** Opening DATA PROVIDED block **

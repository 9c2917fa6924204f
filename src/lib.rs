// Copyright (c) 2025 Steve Wagner (ciroque@live.com)
// SPDX-License-Identifier: MIT

pub mod backends;   // element implementations
pub mod config;     // definitions, validation, registry
pub mod engine;     // pipelines, streams, frames
pub mod errors;     // error handling
pub mod observability;
pub mod traits;     // element contract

** Closing DATA PROVIDED block **

__TASK TO COMPLETE__
Set out the entries once more, word for word.

__WORKED SOLUTION__
repository 9c2917fa6924204f
filename src/lib.rs
// Copyright (c) 2025 Steve Wagner (ciroque@live.com)
// SPDX-License-Identifier: MIT

pub mod backends;   // element implementations
pub mod config;     // definitions, validation, registry
pub mod engine;     // pipelines, streams, frames
pub mod errors;     // error handling
pub mod observability;
pub mod traits;     // element contract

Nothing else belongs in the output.